A rifle fires. The sound is different than standard musketry, hollower, and ends with a faint intake and hydraulic hiss. A bullet cracks through the air like a whiplash. James considers going foetal again. Another bullet whistles by and thuds dully, disappointedly, into the soil. Like hares ahead of the plough, the three men run, each in their own fashion; Hector with high knees and bladed palms; Jordison, burdened, flailing through waist-high thistles; and James, dodging, trying to devise as he runs the ideal pattern to follow if one is to avoid being shot, that is, the correct number of steps to take in a particular direction before veering off in another. A bullet sighs in his ear with unreciprocated adoration. In daylight they would be dead men, but the night spares them; Hector’s run banks sharp right, and he leads them into the shelter of the nullah, whooping joyfully as he disappears.

Thank God for the dark, thinks James. Thank God for that single disappeared star.

14

H
is feet sink
into the sand, his hands raw from carrying the stretcher, now abandoned somewhere up the ridge. Exhausted, he cannot even perform the calculation required to thread a shoelace. It is unspeakable that he takes another step. Yet he must. And he does. Stamina is his talent. Marriage, duty, forbearance, suffering: endurance is beautiful.

Dawn rises over the sea as it has risen since ancient times and will continue to rise long after this terrible war has ended.

Beside him, Jordison, head down, stumbles leftward across the grey beach, then rightward, then left again; even Hector, the mountain goat, is feeling the weight of the long night.

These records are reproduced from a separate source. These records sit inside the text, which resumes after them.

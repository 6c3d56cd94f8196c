//! Conversation feed: the live message list of one conversation

use std::sync::Arc;
use tandem_live::{LiveView, SubscriptionRegistry, UnreadTracker, ViewHooks, ViewSpec};
use tandem_types::remote_adapter::{QueryFilter, RemoteAdapter};
use tokio::sync::watch;

use crate::message::{MESSAGES_TABLE, Message};
use crate::prelude::*;

/// Registry key of a conversation's message feed
pub fn conversation_key(conversation: &str) -> String {
	format!("messages:{}", conversation)
}

pub struct ConversationFeed {
	conversation: String,
	view: LiveView<Message>,
	unread: Arc<UnreadTracker>,
}

impl ConversationFeed {
	/// Subscribe to `conversation` and load its history.
	///
	/// Pushed inserts from the other party that are not yet read bump the unread
	/// counter of the conversation. Every resync (reconnect or manual) recounts it
	/// from the reloaded history, picking up messages missed while disconnected.
	pub async fn open(
		registry: &Arc<SubscriptionRegistry>,
		remote: Arc<dyn RemoteAdapter>,
		unread: Arc<UnreadTracker>,
		conversation: &str,
	) -> ClResult<Self> {
		let spec = ViewSpec::new(conversation_key(conversation), MESSAGES_TABLE)
			.with_filter(QueryFilter::equals_one("conversation_id", conversation));

		let counter = unread.clone();
		let recounter = unread.clone();
		let key = conversation.to_string();
		let hooks = ViewHooks::default()
			.on_insert(move |message: &Message| {
				counter.record_incoming(&message.conversation_id, !message.is_from(counter.me()), message.is_read);
			})
			.on_resync(move |messages: &[Message]| {
				let me = recounter.me();
				let count = messages.iter().filter(|message| !message.is_from(me) && !message.is_read).count();
				recounter.reconcile_conversation(&key, u32::try_from(count).unwrap_or(u32::MAX));
			});
		let view = LiveView::open_with_hooks(registry, remote, spec, hooks).await?;

		info!(conversation = %conversation, messages = view.snapshot().len(), "conversation opened");
		Ok(Self { conversation: conversation.into(), view, unread })
	}

	pub fn conversation(&self) -> &str {
		&self.conversation
	}

	pub fn key(&self) -> &str {
		self.view.key()
	}

	/// Messages, oldest first
	pub fn messages(&self) -> Arc<Vec<Message>> {
		self.view.snapshot()
	}

	pub fn latest(&self) -> Option<Message> {
		self.view.snapshot().last().cloned()
	}

	pub fn watch(&self) -> watch::Receiver<Arc<Vec<Message>>> {
		self.view.watch()
	}

	/// Unread badge of this conversation
	pub fn unread(&self) -> u32 {
		self.unread.count(&self.conversation)
	}

	/// Mark everything sent to us in this conversation as read
	pub async fn mark_read(&self) -> ClResult<()> {
		self.unread.mark_read(&self.conversation).await
	}

	/// Refetch the history
	pub async fn resync(&self) -> ClResult<()> {
		self.view.resync().await
	}

	pub fn view(&self) -> &LiveView<Message> {
		&self.view
	}

	pub fn close(&self) {
		self.view.close();
	}
}

impl std::fmt::Debug for ConversationFeed {
	fn fmt(&self, f: &mut std::fmt::Formatter<'_>) -> std::fmt::Result {
		f.debug_struct("ConversationFeed").field("conversation", &self.conversation).finish_non_exhaustive()
	}
}

// vim: ts=4
pub use tandem_types::prelude::*;

// vim: ts=4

Of the sniper nothing more has been seen but that is the way with snipers.

Jordison crumples untidily to the sand.

“What is the point of it all?” he cries.

It is the third time that Jordison has asked this question of them. James cannot muster the energy to respond. Hector is reduced to simple imperatives: shut up, come on, keep up, not far now – as if he were a father determined to lead recalcitrant children to a pleasant view.

James returns to help Jordison up. The Lancastrian is heavy with tiredness.

“I wish you had a gun, then you could shoot me in the hand and the two of you could carry me onto the hospital ship.”

“I have a knife. I could stab you in the hand. But it’s likely the wound would get infected. And then you would die. Probably on the hospital ship surrounded by other dying men.”

Jordison shakes his head. He’s gone deep inside himself and is questioning what he finds there.

“Why are we here? What does it mean?”

“There is no point in asking why. You can’t get to the bottom of the world through reason. We must use feeling.”

“I feel spent.”

“We all do. But I can’t leave you here and if you insist upon flopping to the ground like a sack of spuds then you put us all in danger. Get up. Get up and walk with me.”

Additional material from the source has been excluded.